/Vehicle-Insurance-Claim-Prediction

A model was built to predict the total insurance claim amount payable by the insurance company using machine learning techniques such as regression in python.

Primary LanguageJupyter Notebook

Vehicle-Insurance-Claim-Prediction

File Description

  • Code: The code used to work on the dataset
  • Test_SJC: The testing dataset
  • train_SJC: The training dataset

Data Description

  • ClaimNumber : Unique policy identifier
  • DateTimeOfAccident : Date and time of accident
  • DateReported : Date that accident was reported
  • Age : Age of worker
  • Gender : Gender of worker
  • MaritalStatus : Martial status of worker. (M)arried, (S)ingle, (U)unknown.
  • DependentChildren : The number of dependent children
  • DependentsOther : The number of dependants excluding children
  • WeeklyWages : Total weekly wage
  • PartTimeFullTime : Binary (P) or (F)
  • HoursWorkedPerWeek : Total hours worked per week
  • DaysWorkedPerWeek : Number of days worked per week
  • ClaimDescription : Free text description of the claim
  • InitialIncurredClaimCost : Initial estimate by the insurer of the claim cost
  • UltimateIncurredClaimCost : Total claims payments by the insurance company. This is the field you are asked to predict in the test set.

Problem Statement

To predict the Total Claims Payments by the insurance company.

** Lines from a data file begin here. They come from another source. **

//! # Generator Error Types
//!
//! Fatal configuration errors surfaced while building a generator.
//!
//! Expected dead-ends during generation (no eligible candidate at a socket
//! or layer order) are *not* errors; they are reported through the `None`
//! return of the generation calls.

use thiserror::Error;

/// Errors that can occur while loading or validating generator configuration.
#[derive(Error, Debug)]
pub enum GeneratorError {
    /// The configuration declares no frame prototypes.
    #[error("no frame prototypes configured")]
    NoFrames,

    /// A prototype weight is negative or not finite.
    #[error("invalid weight {weight} for {kind} prototype {index}")]
    InvalidWeight {
        /// `"frame"` or `"layer"`.
        kind: &'static str,
        /// Prototype index within its array (layer indices are per order).
        index: usize,
        /// The offending weight.
        weight: f32,
    },

    /// The generator bounds rectangle has inverted corners.
    #[error("generator bounds are inverted: right_top must be >= left_bottom")]
    InvertedBounds,

    /// A socket lists a plug key that no frame prototype exposes as a socket
    /// key on the opposing side. Generating from such a socket would have no
    /// bucket to draw candidates from.
    #[error("plug key {plug} on a {direction:?} socket of frame prototype {frame} has no matching socket on the {opposite:?} side of any prototype")]
    UnknownPlugKey {
        /// Frame prototype owning the socket.
        frame: usize,
        /// Side the socket sits on.
        direction: crate::socket::Direction,
        /// Side that was searched for a matching socket.
        opposite: crate::socket::Direction,
        /// The dangling plug key.
        plug: i32,
    },

    /// A layer names a frame key that no frame prototype carries.
    #[error("layer prototype {layer} at order {order} targets frame key {frame_key}, which no frame prototype has")]
    UnknownFrameKey {
        /// Layer order index.
        order: usize,
        /// Layer prototype index within that order.
        layer: usize,
        /// The unmatched frame key.
        frame_key: i32,
    },

    /// Configuration file could not be read.
    #[error("failed to read config file: {0}")]
    Io(#[from] std::io::Error),

    /// Configuration file could not be parsed as TOML.
    #[error("failed to parse config: {0}")]
    Parse(#[from] toml::de::Error),
}

/// Result type for generator construction and config loading.
pub type GeneratorResult<T> = Result<T, GeneratorError>;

The approach to work on the dataset in as follows:

1. Importing the libraries that was needed.

2. Pre-Processing

In the pre-processing I wrote codes to obtain basic information on the dataset such as data description,data shape, whether or not if there are any duplicate values or missing data in the dataset. As some of the columns had some missing data I treated them using mean and mode imputation. Following that I worked on binning some of the data columns into small intervals and replaced it by a general value calculated for that bin . This is done in order to understand those columns further more and analyse them.

3. Exploratory Data Analysis

After data pre-processing I focused on exploring the data.This was done in three parts

i) Univariate Analysis

ii) Bi-variate Analysis

iii) Multi-variate Analysis

I examined the link between different variables using histogram(for numerical variables) and countplots(for categorical variables). Using Correlation plots, I tried to understand the relationship between all the numerical variables with each other as well as the target variable.

4. Outlier Analysis

Using boxplots, I looked for outliers. Outliers were handled using a function.

5. Machine Learning Models

I experimented with three different models: Linear regression, Decision tree regression, and Random forest regression.

6. Result

The RSME score for all the models were as follows

i) Linear regression : 1907

ii) Decision Tree regressor : 2407

iii) Random forest Regressor : 1799

Out of these 3 I selected random forest regressor as it was giving the least root mean squared error (RMSE).